▶ [Goal of the exercise] Count how many lines in the entries below hold the string "build", and respond with that number only.

Collected data
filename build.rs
fn main() {
    built::write_built_file().expect("Failed to acquire build-time information");
}
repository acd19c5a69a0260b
use super::session::SessionState;
use crate::GIT_COMMIT_HASH;
use axum::{
    body::Body,
    extract::Extension,
    http::{HeaderMap, HeaderValue, Method, StatusCode},
    response::{IntoResponse, Json},
};
use serde::{Deserialize, Serialize};
use std::sync::Arc;
use tracing::{debug, error};

#[derive(Serialize, Deserialize, Debug)]
pub struct Health {
    pub commit: String,
    pub name: String,
    pub version: String,
    pub mode: String,
    pub credential: String,
}

// axum handler for health
pub async fn health(method: Method, state: Extension<Arc<SessionState>>) -> impl IntoResponse {
    // Report whether the credential has been loaded, without forcing a load.
    let credential_loaded = state.credentials().get().is_some();

    let health = Health {
        commit: GIT_COMMIT_HASH.to_string(),
        name: env!("CARGO_PKG_NAME").to_string(),
        version: env!("CARGO_PKG_VERSION").to_string(),
        mode: state.mode().to_string(),
        credential: if credential_loaded {
            "loaded".to_string()
        } else {
            "pending".to_string()
        },
    };

    let body = if method == Method::GET {
        Json(&health).into_response()
    } else {
        Body::empty().into_response()
    };

    let short_hash = if health.commit.len() > 7 {
        &health.commit[0..7]
    } else {
        ""
    };

    let headers = format!("{}:{}:{}", health.name, health.version, short_hash)
        .parse::<HeaderValue>()
        .map(|x_app_header_value| {
            debug!("X-App header: {:?}", x_app_header_value);

            let mut headers = HeaderMap::new();

            headers.insert("X-App", x_app_header_value);

            headers
        })
        .unwrap_or_else(|err| {
            error!("Failed to parse X-App header: {}", err);
            HeaderMap::new()
        });

    (StatusCode::OK, headers, body)
}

▶ [Response to the task] 2